§ **Task statement**:
Scan the lines below for "crates" and copy the matches.

_ _ _

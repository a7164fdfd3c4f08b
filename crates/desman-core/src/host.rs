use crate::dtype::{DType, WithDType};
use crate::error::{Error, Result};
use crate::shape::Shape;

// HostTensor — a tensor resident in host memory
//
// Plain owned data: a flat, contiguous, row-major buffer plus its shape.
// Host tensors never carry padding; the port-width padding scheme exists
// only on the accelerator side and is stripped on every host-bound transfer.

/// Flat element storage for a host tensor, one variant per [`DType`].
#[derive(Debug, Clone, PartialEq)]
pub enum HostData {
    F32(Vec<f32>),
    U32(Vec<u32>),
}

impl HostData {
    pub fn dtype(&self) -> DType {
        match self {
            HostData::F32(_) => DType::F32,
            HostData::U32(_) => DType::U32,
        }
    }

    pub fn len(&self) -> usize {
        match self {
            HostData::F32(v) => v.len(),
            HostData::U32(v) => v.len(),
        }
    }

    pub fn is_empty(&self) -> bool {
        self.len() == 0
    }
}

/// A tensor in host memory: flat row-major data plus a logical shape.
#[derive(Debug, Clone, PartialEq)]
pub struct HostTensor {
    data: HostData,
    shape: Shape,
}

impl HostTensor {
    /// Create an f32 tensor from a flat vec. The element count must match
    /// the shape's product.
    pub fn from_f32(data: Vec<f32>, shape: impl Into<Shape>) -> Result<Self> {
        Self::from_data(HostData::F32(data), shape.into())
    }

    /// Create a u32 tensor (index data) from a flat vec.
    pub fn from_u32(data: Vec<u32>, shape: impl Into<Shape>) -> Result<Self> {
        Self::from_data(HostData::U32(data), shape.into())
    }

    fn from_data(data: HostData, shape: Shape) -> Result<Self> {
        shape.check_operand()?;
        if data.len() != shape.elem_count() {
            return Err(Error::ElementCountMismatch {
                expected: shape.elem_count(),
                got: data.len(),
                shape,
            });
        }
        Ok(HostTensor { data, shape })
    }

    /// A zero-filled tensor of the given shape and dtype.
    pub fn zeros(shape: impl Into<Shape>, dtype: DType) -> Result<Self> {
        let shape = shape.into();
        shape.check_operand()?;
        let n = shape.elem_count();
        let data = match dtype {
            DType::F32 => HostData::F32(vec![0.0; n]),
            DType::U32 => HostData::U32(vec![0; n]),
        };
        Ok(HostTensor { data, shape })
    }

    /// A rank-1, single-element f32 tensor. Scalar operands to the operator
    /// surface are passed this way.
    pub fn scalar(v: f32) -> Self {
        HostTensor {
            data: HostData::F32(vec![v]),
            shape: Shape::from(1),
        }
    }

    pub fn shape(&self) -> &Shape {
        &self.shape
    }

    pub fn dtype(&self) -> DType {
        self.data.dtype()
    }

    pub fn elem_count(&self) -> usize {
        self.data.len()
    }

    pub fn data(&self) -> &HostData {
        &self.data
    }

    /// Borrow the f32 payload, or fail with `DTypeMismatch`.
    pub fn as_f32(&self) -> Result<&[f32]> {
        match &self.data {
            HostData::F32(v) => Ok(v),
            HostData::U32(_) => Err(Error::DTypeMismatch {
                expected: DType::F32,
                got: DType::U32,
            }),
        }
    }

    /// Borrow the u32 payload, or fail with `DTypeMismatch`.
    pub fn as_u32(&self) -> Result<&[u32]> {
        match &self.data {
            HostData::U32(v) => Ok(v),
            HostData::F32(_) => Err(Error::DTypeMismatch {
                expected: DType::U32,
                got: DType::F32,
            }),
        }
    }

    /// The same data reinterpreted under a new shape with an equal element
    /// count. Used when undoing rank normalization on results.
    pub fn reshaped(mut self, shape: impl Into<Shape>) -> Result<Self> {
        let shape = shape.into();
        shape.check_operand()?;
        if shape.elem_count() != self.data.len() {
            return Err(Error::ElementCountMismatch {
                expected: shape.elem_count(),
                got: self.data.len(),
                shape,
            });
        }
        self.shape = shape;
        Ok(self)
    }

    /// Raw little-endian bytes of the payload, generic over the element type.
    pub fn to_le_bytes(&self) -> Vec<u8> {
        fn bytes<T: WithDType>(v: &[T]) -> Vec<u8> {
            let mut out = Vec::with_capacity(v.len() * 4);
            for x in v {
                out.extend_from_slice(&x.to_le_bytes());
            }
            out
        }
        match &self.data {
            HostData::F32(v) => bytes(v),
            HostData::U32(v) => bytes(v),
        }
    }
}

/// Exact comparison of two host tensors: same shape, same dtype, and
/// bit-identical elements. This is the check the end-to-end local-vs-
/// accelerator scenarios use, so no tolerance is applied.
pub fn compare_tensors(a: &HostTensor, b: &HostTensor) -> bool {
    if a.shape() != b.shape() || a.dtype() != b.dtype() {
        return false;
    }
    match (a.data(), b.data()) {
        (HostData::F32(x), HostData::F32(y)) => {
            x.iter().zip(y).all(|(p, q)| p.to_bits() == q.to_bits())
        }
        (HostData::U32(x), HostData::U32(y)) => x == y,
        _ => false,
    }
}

_ _ _

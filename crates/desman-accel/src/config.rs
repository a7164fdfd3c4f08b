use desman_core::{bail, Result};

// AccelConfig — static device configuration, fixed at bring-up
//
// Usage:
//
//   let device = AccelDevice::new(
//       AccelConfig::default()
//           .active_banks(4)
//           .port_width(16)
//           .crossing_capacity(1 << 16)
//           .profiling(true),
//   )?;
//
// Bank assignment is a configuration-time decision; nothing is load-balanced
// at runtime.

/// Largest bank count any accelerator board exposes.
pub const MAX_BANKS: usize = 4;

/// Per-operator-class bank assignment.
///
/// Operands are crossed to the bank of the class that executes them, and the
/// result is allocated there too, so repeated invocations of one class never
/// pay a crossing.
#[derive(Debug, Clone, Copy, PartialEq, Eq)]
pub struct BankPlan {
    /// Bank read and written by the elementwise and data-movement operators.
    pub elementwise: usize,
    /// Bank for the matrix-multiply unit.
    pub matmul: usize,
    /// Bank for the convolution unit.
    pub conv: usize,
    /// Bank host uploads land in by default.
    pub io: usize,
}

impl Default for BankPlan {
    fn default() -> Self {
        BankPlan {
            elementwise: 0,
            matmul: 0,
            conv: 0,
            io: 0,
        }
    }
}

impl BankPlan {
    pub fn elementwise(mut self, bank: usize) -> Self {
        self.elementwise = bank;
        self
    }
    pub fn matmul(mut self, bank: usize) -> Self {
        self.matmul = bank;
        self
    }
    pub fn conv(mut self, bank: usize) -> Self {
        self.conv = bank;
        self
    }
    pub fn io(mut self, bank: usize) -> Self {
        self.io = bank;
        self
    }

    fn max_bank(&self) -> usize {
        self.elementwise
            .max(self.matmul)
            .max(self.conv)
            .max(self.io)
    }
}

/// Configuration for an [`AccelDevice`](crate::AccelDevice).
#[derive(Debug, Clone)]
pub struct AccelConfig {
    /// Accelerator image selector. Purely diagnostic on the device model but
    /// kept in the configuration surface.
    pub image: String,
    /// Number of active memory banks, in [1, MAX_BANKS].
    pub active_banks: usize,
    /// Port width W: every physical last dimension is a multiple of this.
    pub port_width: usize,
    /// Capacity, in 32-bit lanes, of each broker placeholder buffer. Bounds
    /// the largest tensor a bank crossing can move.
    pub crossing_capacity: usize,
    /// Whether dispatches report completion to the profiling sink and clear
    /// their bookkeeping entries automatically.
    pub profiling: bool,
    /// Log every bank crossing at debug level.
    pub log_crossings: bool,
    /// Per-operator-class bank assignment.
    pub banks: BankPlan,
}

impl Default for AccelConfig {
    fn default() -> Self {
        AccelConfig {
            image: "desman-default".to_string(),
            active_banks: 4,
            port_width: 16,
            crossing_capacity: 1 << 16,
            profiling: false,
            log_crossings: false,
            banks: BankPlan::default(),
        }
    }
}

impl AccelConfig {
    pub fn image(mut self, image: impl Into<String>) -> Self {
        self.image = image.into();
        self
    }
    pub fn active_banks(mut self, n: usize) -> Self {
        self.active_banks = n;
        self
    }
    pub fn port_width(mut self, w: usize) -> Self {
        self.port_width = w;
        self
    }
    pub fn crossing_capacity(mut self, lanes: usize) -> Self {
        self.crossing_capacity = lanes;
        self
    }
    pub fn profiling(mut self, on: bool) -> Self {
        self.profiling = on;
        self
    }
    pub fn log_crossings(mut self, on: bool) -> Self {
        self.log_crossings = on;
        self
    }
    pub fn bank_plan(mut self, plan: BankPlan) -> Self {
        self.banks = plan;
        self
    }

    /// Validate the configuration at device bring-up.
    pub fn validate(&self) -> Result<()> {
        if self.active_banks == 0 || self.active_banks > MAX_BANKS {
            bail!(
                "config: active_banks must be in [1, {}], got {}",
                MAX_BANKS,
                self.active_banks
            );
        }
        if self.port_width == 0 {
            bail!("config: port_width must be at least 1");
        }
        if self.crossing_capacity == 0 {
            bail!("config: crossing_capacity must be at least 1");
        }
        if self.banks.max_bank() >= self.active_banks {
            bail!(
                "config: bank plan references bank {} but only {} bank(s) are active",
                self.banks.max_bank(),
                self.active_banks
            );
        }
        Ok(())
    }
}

_ _ _

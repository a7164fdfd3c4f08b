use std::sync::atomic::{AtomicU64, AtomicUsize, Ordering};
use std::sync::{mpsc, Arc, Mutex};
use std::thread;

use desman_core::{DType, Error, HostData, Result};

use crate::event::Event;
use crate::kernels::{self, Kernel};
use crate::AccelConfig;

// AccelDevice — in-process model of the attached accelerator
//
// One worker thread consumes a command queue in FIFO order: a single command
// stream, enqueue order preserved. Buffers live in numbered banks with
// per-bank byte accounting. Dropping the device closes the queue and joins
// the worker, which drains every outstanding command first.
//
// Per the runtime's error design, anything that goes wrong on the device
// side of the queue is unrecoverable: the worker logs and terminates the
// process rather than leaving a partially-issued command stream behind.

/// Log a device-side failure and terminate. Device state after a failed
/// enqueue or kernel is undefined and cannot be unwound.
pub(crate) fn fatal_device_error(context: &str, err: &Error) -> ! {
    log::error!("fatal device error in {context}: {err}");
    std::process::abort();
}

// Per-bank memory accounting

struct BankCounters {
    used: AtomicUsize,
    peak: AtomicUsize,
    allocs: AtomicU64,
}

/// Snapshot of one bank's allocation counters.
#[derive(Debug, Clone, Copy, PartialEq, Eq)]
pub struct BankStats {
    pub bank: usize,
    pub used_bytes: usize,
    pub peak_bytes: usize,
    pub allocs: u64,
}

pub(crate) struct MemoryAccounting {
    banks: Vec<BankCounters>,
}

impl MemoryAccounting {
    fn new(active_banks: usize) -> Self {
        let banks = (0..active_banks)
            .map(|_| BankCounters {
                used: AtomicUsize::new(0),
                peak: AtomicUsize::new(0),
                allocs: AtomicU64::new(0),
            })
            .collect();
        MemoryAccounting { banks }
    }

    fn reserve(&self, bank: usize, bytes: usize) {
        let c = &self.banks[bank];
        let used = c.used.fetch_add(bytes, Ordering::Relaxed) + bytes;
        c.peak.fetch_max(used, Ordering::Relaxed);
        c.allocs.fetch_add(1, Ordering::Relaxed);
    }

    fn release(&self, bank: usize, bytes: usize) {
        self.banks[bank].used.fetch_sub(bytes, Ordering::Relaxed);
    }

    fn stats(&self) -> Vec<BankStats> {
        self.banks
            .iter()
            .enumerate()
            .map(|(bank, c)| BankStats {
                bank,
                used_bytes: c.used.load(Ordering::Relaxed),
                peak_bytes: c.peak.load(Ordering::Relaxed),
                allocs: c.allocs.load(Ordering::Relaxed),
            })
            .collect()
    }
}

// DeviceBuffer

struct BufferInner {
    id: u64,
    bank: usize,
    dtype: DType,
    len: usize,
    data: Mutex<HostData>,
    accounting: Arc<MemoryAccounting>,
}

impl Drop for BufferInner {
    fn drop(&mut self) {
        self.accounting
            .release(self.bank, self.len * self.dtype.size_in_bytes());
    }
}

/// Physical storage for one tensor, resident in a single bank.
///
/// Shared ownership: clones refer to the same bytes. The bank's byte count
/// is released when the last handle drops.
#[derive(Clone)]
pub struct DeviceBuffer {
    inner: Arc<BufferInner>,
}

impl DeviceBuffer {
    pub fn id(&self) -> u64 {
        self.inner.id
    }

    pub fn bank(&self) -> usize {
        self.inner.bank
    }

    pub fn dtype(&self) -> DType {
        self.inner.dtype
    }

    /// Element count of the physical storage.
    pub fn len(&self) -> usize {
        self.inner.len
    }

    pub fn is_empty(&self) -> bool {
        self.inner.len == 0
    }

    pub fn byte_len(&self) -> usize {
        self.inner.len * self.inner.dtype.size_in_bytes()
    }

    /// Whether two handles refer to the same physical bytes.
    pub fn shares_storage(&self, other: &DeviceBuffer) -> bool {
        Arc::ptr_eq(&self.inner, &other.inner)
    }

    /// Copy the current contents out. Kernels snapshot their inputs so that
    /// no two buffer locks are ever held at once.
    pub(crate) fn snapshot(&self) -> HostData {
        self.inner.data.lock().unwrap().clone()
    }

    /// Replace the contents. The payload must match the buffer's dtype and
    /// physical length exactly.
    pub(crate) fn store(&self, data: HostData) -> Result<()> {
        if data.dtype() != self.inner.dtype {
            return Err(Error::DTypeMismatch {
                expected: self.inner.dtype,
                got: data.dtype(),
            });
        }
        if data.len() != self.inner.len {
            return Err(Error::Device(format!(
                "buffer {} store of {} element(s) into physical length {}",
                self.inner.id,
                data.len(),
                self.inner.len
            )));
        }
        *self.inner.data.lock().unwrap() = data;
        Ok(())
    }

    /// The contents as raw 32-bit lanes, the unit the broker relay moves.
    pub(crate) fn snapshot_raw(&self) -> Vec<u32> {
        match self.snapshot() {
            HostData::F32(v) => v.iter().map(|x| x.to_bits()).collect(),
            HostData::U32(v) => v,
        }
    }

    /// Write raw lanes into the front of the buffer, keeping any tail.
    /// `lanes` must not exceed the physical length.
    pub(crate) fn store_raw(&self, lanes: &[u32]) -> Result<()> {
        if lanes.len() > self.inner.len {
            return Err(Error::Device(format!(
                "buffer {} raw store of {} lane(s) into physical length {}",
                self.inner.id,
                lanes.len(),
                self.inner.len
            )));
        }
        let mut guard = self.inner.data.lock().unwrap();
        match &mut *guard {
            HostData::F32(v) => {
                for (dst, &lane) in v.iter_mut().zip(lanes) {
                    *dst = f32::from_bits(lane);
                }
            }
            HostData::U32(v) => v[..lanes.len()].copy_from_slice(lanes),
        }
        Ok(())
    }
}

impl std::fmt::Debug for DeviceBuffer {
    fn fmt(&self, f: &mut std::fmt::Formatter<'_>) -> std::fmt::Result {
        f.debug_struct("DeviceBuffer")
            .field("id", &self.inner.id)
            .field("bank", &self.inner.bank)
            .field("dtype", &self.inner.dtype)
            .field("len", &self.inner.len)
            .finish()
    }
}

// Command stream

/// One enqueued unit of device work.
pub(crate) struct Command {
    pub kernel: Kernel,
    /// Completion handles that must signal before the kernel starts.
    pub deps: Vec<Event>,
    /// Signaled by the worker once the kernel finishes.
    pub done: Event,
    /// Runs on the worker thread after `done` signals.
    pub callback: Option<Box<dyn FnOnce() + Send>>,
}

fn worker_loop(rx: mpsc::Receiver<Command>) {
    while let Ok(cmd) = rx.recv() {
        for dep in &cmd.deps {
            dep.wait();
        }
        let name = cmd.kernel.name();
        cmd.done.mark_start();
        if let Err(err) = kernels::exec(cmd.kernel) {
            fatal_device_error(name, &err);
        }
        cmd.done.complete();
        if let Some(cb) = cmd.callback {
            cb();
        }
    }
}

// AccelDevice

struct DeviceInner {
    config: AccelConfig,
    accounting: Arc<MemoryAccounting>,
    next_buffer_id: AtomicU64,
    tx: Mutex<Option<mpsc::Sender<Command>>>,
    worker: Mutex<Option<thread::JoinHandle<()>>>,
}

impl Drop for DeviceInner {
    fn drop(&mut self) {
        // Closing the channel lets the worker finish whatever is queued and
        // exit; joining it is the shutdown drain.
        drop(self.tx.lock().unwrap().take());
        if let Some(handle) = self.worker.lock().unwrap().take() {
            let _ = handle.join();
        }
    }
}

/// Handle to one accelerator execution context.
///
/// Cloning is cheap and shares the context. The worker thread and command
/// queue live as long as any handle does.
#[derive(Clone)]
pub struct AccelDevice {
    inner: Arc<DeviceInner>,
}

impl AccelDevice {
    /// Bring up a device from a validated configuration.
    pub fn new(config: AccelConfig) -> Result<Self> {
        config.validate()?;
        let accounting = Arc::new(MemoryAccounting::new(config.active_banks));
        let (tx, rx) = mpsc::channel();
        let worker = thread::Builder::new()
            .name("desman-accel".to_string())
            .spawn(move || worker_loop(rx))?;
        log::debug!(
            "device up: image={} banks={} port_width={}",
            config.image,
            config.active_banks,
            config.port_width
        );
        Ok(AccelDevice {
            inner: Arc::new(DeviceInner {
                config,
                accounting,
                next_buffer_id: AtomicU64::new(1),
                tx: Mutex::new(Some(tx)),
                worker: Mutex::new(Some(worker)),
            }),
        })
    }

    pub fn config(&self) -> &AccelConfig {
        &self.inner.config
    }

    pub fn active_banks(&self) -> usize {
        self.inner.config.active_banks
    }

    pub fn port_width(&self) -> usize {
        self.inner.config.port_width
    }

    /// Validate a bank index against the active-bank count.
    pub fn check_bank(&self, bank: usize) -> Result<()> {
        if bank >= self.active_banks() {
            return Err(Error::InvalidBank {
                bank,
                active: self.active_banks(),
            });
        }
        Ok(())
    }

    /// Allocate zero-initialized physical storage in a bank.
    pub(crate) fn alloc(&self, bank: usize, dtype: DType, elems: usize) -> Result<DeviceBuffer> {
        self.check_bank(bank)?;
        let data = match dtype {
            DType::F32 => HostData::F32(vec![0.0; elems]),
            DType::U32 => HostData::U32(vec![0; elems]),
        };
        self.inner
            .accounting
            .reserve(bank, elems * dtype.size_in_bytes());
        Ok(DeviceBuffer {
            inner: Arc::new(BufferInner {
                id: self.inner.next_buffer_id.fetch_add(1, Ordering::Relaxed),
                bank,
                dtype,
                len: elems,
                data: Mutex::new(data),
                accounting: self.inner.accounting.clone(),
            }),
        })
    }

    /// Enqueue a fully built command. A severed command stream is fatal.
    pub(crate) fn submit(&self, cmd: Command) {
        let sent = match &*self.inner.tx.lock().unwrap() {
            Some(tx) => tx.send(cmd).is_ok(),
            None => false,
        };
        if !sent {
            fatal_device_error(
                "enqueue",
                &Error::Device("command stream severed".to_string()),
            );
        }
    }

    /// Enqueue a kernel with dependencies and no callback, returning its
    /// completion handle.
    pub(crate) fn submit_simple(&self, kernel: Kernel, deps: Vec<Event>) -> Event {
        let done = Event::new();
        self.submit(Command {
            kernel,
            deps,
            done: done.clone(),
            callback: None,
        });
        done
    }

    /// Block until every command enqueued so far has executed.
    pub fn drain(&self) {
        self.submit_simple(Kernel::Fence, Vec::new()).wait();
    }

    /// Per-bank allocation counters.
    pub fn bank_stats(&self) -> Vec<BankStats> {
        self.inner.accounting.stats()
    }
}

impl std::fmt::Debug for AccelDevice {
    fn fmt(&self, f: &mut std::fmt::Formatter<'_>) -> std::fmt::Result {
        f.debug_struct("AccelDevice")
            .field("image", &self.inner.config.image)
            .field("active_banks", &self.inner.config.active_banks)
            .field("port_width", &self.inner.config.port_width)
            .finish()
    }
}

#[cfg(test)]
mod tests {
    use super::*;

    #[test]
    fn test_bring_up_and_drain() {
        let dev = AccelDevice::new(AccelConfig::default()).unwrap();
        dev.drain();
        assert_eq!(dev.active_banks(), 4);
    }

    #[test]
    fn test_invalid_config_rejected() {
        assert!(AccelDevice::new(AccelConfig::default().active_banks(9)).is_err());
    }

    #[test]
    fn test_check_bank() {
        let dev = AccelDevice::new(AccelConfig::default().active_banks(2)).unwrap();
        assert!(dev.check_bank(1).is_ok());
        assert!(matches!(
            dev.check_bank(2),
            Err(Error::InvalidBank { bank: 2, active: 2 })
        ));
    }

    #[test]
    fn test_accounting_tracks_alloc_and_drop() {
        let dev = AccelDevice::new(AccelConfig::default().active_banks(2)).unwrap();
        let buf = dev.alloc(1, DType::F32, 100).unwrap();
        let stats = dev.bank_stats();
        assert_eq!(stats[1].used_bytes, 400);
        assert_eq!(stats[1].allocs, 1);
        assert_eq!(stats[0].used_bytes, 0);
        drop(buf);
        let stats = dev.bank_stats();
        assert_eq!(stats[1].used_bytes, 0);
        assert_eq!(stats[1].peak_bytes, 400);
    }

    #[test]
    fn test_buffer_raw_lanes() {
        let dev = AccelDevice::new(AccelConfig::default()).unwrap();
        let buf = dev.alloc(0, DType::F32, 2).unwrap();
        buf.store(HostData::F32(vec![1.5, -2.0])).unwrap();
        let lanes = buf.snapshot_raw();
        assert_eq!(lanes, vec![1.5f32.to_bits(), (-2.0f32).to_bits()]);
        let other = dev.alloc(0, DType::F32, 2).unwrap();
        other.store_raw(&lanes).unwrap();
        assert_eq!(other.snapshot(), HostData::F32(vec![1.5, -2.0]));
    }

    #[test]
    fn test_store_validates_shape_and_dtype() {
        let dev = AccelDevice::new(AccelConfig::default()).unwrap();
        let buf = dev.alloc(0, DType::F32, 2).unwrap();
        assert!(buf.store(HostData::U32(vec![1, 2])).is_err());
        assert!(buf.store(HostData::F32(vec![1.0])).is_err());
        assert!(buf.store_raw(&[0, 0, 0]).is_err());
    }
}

_ _ _

§ **Result for this exercise**:
filename crates/desman-core/src/host.rs
filename crates/desman-accel/src/config.rs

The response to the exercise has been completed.